■ What you will do: Copy, from the entries below, each line where the word "Uuid" can be found.

(Records from a collection)
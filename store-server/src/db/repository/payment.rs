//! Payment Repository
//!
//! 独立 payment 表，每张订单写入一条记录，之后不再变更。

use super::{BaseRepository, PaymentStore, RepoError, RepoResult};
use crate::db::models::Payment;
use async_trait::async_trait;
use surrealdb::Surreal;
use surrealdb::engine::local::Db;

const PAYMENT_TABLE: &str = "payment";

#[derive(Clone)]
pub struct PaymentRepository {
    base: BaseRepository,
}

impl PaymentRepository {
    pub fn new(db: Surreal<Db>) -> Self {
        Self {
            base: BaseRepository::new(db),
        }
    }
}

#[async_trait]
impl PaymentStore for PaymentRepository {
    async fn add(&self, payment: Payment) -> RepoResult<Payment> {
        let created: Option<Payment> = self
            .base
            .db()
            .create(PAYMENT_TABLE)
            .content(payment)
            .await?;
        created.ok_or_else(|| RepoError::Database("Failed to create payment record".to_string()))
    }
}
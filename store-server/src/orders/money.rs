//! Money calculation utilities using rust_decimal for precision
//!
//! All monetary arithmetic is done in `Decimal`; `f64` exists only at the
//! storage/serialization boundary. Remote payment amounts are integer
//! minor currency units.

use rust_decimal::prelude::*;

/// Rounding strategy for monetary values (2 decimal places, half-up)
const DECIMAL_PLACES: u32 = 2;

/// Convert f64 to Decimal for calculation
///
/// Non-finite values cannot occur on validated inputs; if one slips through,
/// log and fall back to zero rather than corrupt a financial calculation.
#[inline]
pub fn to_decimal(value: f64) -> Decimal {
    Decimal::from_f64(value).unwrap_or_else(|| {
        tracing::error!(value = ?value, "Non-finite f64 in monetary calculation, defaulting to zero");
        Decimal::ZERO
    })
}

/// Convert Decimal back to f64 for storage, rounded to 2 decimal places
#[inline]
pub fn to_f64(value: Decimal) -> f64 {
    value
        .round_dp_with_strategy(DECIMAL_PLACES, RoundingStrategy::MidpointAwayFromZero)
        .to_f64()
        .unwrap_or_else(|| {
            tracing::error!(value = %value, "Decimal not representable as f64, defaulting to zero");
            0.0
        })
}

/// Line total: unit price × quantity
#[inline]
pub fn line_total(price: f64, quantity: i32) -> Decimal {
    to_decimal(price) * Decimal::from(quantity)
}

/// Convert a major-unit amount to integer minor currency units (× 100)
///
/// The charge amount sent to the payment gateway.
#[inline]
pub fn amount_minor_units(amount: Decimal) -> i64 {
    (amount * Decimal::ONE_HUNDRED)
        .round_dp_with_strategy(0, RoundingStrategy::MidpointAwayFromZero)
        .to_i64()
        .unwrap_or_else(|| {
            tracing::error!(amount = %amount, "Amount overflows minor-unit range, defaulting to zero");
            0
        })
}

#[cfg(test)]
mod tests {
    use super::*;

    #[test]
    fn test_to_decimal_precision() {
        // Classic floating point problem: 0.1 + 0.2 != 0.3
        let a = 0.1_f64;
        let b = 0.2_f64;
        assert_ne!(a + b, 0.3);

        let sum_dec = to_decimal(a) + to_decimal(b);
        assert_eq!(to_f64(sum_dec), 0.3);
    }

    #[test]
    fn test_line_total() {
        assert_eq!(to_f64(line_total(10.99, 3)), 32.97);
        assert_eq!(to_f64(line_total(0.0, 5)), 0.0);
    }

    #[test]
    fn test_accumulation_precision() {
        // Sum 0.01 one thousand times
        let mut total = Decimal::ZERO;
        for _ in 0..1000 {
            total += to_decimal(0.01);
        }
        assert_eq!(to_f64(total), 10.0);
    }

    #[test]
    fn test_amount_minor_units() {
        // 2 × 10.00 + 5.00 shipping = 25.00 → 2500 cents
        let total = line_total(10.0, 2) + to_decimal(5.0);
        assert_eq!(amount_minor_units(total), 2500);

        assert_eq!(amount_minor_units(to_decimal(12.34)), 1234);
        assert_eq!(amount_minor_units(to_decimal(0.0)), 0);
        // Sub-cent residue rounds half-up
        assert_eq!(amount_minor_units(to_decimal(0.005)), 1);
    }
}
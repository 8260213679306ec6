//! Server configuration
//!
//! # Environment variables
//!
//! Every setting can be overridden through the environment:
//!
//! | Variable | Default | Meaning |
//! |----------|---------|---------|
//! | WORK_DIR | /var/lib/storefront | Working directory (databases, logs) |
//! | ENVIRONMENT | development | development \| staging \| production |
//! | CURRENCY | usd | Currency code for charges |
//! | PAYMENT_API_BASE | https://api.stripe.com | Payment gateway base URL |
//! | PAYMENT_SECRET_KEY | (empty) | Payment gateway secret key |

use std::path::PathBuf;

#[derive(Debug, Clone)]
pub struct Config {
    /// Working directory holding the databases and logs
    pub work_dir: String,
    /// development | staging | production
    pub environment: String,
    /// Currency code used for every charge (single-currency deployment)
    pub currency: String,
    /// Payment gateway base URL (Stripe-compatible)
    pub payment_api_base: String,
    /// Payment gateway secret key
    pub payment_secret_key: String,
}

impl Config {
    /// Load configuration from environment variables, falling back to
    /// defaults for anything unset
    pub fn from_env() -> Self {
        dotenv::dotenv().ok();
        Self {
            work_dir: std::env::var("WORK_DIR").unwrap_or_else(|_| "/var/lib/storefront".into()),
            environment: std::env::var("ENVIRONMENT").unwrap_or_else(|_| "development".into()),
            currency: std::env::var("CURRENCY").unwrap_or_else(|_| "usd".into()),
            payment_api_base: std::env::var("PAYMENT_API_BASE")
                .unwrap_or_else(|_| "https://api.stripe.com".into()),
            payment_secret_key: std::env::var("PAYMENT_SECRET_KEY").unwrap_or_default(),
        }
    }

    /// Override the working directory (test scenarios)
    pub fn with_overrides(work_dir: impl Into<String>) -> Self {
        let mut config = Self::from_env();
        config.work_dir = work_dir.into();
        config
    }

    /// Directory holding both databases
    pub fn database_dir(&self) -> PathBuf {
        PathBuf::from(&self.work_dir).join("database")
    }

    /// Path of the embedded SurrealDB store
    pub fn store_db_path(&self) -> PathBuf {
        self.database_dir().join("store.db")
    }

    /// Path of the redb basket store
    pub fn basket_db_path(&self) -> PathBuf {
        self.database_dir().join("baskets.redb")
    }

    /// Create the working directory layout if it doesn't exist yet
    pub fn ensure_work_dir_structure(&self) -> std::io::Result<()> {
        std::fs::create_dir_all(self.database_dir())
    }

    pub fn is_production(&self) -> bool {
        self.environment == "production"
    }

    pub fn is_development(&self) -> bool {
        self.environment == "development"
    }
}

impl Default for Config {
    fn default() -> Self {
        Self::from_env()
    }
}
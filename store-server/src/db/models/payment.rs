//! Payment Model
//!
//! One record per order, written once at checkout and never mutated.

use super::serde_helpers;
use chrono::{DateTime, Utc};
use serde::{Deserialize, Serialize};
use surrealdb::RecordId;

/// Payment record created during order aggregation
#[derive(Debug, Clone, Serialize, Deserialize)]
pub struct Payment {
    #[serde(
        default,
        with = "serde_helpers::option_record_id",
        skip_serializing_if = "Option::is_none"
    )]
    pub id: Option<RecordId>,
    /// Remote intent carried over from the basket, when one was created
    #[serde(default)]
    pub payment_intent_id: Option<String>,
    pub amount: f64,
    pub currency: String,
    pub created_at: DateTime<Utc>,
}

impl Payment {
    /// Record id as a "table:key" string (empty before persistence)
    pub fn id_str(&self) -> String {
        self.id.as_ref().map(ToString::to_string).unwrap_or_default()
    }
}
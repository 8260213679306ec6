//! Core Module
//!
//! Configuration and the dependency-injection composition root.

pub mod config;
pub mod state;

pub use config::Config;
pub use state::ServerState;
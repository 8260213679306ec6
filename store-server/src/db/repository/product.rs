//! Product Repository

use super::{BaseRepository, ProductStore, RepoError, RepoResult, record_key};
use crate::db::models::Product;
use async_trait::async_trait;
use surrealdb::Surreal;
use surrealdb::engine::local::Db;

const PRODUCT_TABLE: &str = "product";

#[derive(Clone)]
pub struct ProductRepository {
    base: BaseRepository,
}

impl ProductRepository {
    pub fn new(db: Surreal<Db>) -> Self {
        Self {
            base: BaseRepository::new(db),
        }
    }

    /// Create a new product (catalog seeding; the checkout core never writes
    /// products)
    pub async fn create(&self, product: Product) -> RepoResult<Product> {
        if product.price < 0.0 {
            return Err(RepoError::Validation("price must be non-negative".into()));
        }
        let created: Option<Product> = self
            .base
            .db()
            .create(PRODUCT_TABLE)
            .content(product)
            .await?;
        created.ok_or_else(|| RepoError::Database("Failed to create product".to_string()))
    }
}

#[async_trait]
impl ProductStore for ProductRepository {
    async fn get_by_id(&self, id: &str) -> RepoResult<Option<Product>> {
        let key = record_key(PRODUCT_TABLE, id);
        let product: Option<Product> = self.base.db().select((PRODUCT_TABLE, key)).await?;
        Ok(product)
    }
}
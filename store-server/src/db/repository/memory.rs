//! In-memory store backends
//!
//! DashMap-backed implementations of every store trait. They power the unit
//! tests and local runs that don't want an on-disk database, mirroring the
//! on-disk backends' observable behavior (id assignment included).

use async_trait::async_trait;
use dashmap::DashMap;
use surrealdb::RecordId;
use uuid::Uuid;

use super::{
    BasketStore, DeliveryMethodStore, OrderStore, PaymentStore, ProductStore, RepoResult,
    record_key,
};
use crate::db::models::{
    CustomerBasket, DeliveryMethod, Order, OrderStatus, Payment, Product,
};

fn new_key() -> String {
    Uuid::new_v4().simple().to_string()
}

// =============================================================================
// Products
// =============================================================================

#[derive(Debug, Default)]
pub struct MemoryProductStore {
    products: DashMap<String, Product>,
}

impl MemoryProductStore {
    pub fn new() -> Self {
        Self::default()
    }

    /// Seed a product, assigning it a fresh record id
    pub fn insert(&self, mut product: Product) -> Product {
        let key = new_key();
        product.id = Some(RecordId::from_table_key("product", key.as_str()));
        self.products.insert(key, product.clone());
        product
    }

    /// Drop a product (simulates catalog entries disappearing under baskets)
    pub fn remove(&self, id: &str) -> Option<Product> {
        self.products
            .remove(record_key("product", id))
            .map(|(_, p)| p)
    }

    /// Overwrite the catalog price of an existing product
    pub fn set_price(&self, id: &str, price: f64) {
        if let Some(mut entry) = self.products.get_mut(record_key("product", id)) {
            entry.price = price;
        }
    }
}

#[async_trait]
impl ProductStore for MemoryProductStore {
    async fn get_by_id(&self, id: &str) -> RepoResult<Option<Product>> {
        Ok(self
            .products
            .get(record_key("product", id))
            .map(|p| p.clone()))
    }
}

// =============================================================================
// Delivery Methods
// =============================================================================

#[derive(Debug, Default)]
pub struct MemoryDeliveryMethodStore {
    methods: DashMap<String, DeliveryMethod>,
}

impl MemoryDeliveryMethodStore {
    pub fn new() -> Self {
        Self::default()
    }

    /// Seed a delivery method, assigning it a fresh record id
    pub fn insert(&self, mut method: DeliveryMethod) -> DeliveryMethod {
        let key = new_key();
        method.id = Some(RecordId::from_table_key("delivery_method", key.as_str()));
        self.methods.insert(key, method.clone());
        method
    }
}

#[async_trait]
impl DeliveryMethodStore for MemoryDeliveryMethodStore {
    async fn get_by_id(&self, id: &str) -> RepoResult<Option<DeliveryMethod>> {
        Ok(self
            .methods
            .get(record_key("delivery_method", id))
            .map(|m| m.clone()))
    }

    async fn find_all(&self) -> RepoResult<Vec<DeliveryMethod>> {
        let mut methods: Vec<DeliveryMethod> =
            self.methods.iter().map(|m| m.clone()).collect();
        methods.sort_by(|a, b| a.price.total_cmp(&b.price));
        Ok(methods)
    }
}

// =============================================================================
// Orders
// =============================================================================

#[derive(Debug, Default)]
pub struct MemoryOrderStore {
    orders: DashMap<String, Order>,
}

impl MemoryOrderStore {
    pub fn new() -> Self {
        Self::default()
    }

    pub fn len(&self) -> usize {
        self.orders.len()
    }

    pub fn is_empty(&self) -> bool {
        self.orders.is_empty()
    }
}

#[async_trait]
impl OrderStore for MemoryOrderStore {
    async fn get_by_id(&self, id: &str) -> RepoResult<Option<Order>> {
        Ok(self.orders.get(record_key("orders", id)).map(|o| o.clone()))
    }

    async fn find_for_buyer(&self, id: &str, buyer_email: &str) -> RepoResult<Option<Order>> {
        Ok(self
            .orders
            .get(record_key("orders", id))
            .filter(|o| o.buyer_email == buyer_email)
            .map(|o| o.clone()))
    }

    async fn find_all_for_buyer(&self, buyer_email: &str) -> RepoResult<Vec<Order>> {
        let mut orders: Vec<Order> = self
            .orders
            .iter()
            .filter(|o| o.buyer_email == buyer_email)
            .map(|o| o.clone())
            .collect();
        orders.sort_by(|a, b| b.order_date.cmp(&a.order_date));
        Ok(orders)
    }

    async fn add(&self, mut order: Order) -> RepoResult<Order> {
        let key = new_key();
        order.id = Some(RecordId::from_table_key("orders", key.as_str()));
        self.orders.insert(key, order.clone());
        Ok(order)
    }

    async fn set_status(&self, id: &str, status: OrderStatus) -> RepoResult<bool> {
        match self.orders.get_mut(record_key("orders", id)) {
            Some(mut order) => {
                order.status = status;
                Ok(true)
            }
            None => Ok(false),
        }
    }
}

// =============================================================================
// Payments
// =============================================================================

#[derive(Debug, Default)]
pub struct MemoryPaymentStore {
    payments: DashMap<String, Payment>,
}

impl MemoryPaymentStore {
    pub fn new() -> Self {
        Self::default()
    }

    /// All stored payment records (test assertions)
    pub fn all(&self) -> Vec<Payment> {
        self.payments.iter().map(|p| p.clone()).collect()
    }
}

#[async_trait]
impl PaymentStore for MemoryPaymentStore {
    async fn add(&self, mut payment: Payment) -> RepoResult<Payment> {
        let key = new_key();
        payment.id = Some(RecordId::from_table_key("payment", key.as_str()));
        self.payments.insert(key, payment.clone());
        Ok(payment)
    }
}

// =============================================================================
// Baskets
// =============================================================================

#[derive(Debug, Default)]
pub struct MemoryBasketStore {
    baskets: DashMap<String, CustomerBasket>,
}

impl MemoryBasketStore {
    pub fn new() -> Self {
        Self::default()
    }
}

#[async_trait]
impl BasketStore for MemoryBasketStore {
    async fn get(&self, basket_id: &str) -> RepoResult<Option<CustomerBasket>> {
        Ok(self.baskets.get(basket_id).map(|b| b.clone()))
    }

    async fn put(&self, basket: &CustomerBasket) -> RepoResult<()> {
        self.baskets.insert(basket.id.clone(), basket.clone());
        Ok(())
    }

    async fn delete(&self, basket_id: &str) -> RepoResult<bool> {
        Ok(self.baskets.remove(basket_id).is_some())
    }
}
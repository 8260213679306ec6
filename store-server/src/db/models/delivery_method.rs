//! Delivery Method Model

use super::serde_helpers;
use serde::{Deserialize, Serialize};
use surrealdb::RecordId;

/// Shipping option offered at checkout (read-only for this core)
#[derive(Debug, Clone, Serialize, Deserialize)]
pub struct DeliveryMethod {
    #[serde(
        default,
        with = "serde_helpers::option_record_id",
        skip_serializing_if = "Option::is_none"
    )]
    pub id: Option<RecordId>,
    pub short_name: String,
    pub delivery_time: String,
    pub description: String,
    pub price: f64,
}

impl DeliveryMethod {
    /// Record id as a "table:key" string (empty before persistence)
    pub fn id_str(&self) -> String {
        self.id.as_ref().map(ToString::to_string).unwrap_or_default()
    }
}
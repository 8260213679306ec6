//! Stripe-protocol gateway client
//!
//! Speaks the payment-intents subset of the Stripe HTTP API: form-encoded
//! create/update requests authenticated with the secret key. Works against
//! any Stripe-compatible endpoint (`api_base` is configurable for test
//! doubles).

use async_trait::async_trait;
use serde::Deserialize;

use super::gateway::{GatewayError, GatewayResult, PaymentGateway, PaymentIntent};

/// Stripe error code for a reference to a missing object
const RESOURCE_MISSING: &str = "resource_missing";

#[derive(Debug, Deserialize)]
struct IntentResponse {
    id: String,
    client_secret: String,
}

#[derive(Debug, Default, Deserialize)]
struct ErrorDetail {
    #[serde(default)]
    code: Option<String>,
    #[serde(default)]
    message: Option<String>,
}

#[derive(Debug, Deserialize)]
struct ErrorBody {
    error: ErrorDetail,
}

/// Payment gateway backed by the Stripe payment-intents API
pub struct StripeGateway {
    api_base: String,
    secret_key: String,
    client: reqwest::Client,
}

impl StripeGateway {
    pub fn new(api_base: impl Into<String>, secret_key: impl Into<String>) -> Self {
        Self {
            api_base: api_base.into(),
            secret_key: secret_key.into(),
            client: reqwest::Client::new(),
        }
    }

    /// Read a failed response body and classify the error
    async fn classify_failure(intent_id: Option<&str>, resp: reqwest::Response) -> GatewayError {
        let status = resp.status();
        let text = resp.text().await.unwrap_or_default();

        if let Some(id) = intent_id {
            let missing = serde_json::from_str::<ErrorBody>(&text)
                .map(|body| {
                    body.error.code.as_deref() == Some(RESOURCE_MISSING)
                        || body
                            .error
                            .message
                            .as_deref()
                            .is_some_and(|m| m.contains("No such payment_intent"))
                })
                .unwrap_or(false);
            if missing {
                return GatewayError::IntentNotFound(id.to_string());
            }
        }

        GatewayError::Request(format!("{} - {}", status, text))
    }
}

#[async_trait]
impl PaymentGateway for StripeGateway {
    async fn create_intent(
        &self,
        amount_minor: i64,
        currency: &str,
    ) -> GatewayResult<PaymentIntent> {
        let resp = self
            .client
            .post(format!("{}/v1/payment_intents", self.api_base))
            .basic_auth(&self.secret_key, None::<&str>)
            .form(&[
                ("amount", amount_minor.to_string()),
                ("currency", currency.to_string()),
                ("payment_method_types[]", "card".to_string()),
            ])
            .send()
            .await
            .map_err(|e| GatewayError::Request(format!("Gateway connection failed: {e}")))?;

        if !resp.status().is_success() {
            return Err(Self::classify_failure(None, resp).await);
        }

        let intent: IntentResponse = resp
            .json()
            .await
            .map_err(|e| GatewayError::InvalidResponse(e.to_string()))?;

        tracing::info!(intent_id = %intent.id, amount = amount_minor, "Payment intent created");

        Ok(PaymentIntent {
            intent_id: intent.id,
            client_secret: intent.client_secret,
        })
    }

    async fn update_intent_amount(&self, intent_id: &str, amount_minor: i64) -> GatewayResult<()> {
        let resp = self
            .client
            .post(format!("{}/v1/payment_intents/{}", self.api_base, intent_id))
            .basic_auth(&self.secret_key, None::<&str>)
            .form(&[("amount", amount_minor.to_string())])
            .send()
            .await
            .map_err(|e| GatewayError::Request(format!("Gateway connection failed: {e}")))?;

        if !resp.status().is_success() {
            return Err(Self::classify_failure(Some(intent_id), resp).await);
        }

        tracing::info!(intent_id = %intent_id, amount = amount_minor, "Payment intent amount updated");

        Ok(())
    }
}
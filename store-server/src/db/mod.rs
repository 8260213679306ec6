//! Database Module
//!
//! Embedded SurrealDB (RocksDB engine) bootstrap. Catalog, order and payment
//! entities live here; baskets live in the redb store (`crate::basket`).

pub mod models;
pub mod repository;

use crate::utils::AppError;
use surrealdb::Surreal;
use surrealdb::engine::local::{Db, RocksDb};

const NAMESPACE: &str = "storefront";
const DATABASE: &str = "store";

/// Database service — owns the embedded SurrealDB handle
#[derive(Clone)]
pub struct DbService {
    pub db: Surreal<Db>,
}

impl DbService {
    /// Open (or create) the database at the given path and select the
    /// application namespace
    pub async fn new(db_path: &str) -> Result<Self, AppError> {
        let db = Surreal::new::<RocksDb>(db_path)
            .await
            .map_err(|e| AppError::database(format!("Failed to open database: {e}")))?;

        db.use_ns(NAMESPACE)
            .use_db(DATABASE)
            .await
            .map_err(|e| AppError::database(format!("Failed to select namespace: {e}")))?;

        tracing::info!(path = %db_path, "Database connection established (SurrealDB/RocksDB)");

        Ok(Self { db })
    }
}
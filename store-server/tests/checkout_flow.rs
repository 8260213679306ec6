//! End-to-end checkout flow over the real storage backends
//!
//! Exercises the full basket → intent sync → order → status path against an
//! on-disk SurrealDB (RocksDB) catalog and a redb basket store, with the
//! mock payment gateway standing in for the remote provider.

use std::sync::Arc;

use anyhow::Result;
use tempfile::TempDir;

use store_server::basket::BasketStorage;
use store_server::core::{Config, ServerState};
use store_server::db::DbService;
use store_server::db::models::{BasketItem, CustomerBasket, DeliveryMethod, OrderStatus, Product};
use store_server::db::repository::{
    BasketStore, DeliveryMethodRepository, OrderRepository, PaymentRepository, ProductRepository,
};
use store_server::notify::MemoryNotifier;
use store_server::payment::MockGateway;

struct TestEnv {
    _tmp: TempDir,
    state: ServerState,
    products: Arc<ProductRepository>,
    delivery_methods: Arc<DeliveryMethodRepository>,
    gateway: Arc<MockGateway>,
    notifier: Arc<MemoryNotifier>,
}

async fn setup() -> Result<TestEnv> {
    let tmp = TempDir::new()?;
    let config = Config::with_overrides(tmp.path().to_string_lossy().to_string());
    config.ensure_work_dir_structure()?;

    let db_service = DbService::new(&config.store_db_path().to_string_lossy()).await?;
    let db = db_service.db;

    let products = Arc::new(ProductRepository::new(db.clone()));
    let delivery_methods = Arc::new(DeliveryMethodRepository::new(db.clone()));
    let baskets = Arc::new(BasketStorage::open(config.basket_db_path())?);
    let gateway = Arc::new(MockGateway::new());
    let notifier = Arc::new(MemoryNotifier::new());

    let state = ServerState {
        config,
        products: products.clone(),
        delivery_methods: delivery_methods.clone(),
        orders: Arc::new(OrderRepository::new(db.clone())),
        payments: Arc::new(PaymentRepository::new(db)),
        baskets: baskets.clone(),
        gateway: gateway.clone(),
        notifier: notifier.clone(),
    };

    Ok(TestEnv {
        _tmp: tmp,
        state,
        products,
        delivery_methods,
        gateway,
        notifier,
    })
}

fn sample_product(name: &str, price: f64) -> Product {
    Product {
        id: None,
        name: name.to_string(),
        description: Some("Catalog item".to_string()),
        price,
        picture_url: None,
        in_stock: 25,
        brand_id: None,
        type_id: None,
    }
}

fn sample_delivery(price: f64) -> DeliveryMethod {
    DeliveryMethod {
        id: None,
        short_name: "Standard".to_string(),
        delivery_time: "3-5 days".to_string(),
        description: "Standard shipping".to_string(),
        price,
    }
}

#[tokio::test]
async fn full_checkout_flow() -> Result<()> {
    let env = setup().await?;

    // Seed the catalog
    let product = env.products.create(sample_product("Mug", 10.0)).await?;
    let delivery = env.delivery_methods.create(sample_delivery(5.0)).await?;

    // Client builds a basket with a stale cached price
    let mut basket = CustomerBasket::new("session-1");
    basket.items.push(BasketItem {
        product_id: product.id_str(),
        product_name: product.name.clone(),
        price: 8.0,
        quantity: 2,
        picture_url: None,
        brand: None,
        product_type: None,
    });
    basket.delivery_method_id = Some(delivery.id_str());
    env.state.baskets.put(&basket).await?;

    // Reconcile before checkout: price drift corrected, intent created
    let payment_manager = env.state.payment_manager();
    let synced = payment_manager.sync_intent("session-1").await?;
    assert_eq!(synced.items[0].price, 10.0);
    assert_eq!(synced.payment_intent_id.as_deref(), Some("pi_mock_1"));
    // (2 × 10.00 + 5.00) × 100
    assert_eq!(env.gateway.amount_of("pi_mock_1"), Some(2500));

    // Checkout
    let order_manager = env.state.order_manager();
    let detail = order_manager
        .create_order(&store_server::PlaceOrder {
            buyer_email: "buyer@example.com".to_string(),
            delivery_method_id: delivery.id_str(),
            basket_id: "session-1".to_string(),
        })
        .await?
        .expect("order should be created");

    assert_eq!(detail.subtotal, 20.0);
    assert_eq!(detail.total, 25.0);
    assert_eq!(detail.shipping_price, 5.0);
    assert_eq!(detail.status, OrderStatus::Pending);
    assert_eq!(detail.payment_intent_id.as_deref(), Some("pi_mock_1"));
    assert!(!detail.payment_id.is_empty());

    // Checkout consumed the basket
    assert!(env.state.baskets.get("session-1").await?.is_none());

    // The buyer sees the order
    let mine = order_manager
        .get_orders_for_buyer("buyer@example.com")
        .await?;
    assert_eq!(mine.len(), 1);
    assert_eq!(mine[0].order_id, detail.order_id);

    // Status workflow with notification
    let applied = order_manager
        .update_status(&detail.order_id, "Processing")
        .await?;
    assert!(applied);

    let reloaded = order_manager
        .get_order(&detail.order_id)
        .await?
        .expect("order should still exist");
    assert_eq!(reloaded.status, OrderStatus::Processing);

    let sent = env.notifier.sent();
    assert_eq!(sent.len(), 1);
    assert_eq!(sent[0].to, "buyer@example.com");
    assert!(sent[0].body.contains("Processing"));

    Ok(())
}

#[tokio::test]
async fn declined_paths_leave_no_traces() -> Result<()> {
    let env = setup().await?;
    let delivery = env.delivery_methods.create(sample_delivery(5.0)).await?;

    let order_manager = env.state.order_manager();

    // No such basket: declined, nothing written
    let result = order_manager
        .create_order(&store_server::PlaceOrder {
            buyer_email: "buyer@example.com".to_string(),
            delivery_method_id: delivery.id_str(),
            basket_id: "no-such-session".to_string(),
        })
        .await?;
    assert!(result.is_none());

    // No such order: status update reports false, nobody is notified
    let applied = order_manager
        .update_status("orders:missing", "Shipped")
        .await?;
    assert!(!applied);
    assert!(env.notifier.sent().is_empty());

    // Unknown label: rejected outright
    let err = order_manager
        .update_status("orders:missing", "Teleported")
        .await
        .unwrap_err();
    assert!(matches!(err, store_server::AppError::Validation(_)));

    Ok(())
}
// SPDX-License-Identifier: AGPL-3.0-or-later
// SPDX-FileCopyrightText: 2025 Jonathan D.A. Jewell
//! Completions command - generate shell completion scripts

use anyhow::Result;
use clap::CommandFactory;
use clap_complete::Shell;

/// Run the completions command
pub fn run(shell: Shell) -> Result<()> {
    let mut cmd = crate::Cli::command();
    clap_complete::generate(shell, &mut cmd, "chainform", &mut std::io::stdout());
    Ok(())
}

■ Answer section:
use uuid::Uuid;
    Uuid::new_v4().simple().to_string()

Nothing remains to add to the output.